//! Options for the generated document.

use std::str::FromStr;

use displaydoc::Display;
use schemars::JsonSchema;
use schemars::schema::RootSchema;
use serde::Deserialize;
use serde::Serialize;
use thiserror::Error;

/// Configuration error.
#[derive(Debug, Error, Display)]
#[non_exhaustive]
pub enum ConfigurationError {
    /// {message}: {error}
    InvalidConfiguration {
        message: &'static str,
        error: String,
    },
}

/// The configuration for document generation.
///
/// Can be created through `serde::Deserialize` from various formats, or
/// parsed from YAML with [`str::parse`].
#[derive(Debug, Clone, PartialEq, Deserialize, Serialize, JsonSchema)]
#[serde(deny_unknown_fields, default)]
pub struct Configuration {
    /// URL of the GraphQL endpoint shown to readers.
    pub endpoint: String,

    /// HTTP method used to call the endpoint.
    pub method: String,

    /// Name of the operation in example request bodies.
    pub operation_name: String,

    /// Character repeated once per nesting level in front of field names.
    pub depth_marker: char,

    /// Emit the calling convention section before the operations.
    pub preamble: bool,

    /// How callers authenticate. The section is left out when unset.
    pub authentication: Option<String>,

    /// Spaces per indentation level of the example JSON bodies.
    pub json_indent: usize,

    /// Fail instead of degrading when a type reference cannot be resolved.
    pub strict: bool,
}

impl Default for Configuration {
    fn default() -> Self {
        Self {
            endpoint: "http://host:port/graphql".to_owned(),
            method: "POST".to_owned(),
            operation_name: "search".to_owned(),
            depth_marker: '-',
            preamble: true,
            authentication: None,
            json_indent: 4,
            strict: false,
        }
    }
}

impl Configuration {
    pub fn validate(&self) -> Result<(), ConfigurationError> {
        if !is_graphql_name(&self.operation_name) {
            return Err(ConfigurationError::InvalidConfiguration {
                message: "operation_name must be a GraphQL name",
                error: self.operation_name.clone(),
            });
        }
        if self.depth_marker.is_whitespace() || self.depth_marker == '|' {
            return Err(ConfigurationError::InvalidConfiguration {
                message: "depth_marker must be visible and must not be a table separator",
                error: format!("{:?}", self.depth_marker),
            });
        }
        Ok(())
    }
}

impl FromStr for Configuration {
    type Err = ConfigurationError;

    fn from_str(s: &str) -> Result<Self, Self::Err> {
        if s.trim().is_empty() {
            return Ok(Self::default());
        }
        let configuration: Configuration =
            serde_yaml::from_str(s).map_err(|e| ConfigurationError::InvalidConfiguration {
                message: "failed to parse yaml",
                error: e.to_string(),
            })?;
        configuration.validate()?;
        Ok(configuration)
    }
}

/// JSON schema of [`Configuration`], for editor support.
pub fn generate_config_schema() -> RootSchema {
    schemars::schema_for!(Configuration)
}

fn is_graphql_name(name: &str) -> bool {
    let mut chars = name.chars();
    chars
        .next()
        .is_some_and(|c| c == '_' || c.is_ascii_alphabetic())
        && chars.all(|c| c == '_' || c.is_ascii_alphanumeric())
}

========================

● **Exercise prompt**: Copy out all lines above holding "Result".

● **Written solution**:
    pub fn validate(&self) -> Result<(), ConfigurationError> {
    fn from_str(s: &str) -> Result<Self, Self::Err> {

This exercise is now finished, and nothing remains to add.